Italian engineer and architect

Pietro Paolo Floriani (26 April 1585 – 27 May 1638) was an Italian engineer and architect who designed military and theatrical buildings.

==Life and work==
Floriani was born on 26 April 1585 in the town of Macerata to Pompeo Floriani and Claudia Rotelli. In 1606 he married Maria Fedeli, but she died in 1608 while giving birth to their daughter Camilla. In 1608 he went to Crema where he was employed by the governor of the city Orazio del Monte. In 1611 he went to Pesaro, and by July 1612 he was already highly regarded among the gentlemen of Macerata.

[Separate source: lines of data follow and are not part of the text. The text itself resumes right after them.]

// src/metadata_retriever.rs

use crate::config::FFPROBE_EXECUTABLE_NAME;
use serde::Deserialize;
use std::{
    env, fmt,
    io::Error as IoError,
    path::{Path, PathBuf},
    process::{Command, Stdio},
};

/// Custom error type for ffprobe command execution failures.
#[derive(Debug)]
pub struct FfprobeError {
    message: String,
}

impl FfprobeError {
    pub fn new(message: String) -> Self {
        Self { message }
    }
}

impl fmt::Display for FfprobeError {
    fn fmt(&self, f: &mut fmt::Formatter<'_>) -> fmt::Result {
        write!(f, "ffprobe error: {}", self.message)
    }
}

impl std::error::Error for FfprobeError {}

// Internal structs for parsing ffprobe JSON output.
#[derive(Deserialize, Debug)]
struct FfprobeOutput {
    #[serde(default)] // Handles cases where 'streams' might be missing.
    streams: Vec<FfprobeStream>,
}

#[derive(Deserialize, Debug)]
struct FfprobeStream {
    duration: Option<String>, // Duration in seconds (string format).
}

/// Formats a number of seconds as HH:MM:SS, or MM:SS below one hour.
pub fn format_duration_string(secs_float: f64) -> String {
    let secs = secs_float.max(0.0).round() as u64;
    let hours = secs / 3600;
    let minutes = (secs % 3600) / 60;
    let seconds = secs % 60;
    if hours > 0 {
        format!("{:02}:{:02}:{:02}", hours, minutes, seconds)
    } else {
        format!("{:02}:{:02}", minutes, seconds)
    }
}

/// Extracts the first stream's duration from ffprobe's JSON output.
///
/// ffprobe reports the duration as a decimal string; it is parsed here
/// explicitly and anything that is not a finite, non-negative number is an error.
pub fn parse_stream_duration(json_str: &str) -> Result<f64, FfprobeError> {
    let parsed_data: FfprobeOutput = serde_json::from_str(json_str)
        .map_err(|e| FfprobeError::new(format!("Failed to parse ffprobe JSON: {}", e)))?;

    let stream = parsed_data
        .streams
        .first()
        .ok_or_else(|| FfprobeError::new("no video stream found".to_string()))?;
    let duration_str = stream
        .duration
        .as_deref()
        .ok_or_else(|| FfprobeError::new("video stream has no duration".to_string()))?;

    match duration_str.trim().parse::<f64>() {
        Ok(secs) if secs.is_finite() && secs >= 0.0 => Ok(secs),
        _ => Err(FfprobeError::new(format!(
            "could not parse duration '{}' as a non-negative number of seconds",
            duration_str
        ))),
    }
}

/// Locates the ffprobe executable.
///
/// `ffprobe` is searched in the following locations:
/// 1. Next to the application executable.
/// 2. In a `tools` subdirectory next to the executable.
/// 3. In `CARGO_MANIFEST_DIR/tools` (debug builds only, for development).
/// 4. In the system's PATH.
fn locate_ffprobe() -> PathBuf {
    if let Ok(current_exe_path) = env::current_exe() {
        if let Some(exe_dir) = current_exe_path.parent() {
            let paths_to_check = [
                exe_dir.join(FFPROBE_EXECUTABLE_NAME),
                exe_dir.join("tools").join(FFPROBE_EXECUTABLE_NAME),
            ];
            if let Some(found) = paths_to_check.into_iter().find(|p| p.is_file()) {
                return found;
            }
        }
    }

    if cfg!(debug_assertions) {
        if let Ok(manifest_dir) = env::var("CARGO_MANIFEST_DIR") {
            let project_tools_path = PathBuf::from(manifest_dir)
                .join("tools")
                .join(FFPROBE_EXECUTABLE_NAME);
            if project_tools_path.is_file() {
                return project_tools_path;
            }
        }
    }

    PathBuf::from(FFPROBE_EXECUTABLE_NAME) // Default to PATH.
}

/// Returns the duration, in seconds, of the first video stream of `file_path`.
///
/// Runs ffprobe once; there are no retries.
///
/// # Errors
///
/// Returns an error if ffprobe cannot be run, exits unsuccessfully, or its
/// output holds no parseable video stream duration.
pub fn get_video_duration(file_path: &Path) -> Result<f64, Box<dyn std::error::Error>> {
    let ffprobe_command_path = locate_ffprobe();

    let output = Command::new(&ffprobe_command_path)
        .args([
            "-v",
            "quiet",
            "-show_streams",
            "-select_streams",
            "v:0",
            "-of",
            "json",
        ])
        .arg(file_path)
        .stdout(Stdio::piped())
        .stderr(Stdio::piped())
        .output()
        .map_err(|e| {
            IoError::new(
                e.kind(),
                format!(
                    "Failed to execute ffprobe command '{}': {}",
                    ffprobe_command_path.display(),
                    e
                ),
            )
        })?;

    if !output.status.success() {
        let stderr = String::from_utf8_lossy(&output.stderr);
        return Err(Box::new(FfprobeError::new(format!(
            "ffprobe failed (status: {}): {}",
            output.status,
            stderr.trim()
        ))));
    }

    let json_str = String::from_utf8_lossy(&output.stdout);
    log::debug!("ffprobe output for {}: {}", file_path.display(), json_str);
    Ok(parse_stream_duration(&json_str)?)
}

In autumn 1612 Floriani settled in Madrid, Spain, where King Philip III commissioned him for a number of projects including to explore the fortifications of Algiers to plan a conquest of the city. In 1617 Floriani was sent to work for the Governor of Milan Pedro Álvarez de Toledo, who had begun an extensive defensive engineering program. Floriani spent about a year in Milan, and although the King of Spain invited him to return to the Algiers project, he declined as he had been commissioned by Archduke Leopold V to fortify the town of Brisach in Hungary. He then took part in strengthening the defences of Pressburg and Vienna. He was present at the Battle of White Mountain in 1620. Within the next couple of years he designed both military and non-military buildings in other cities including Altenburg, until he resigned as a military engineer in 1624.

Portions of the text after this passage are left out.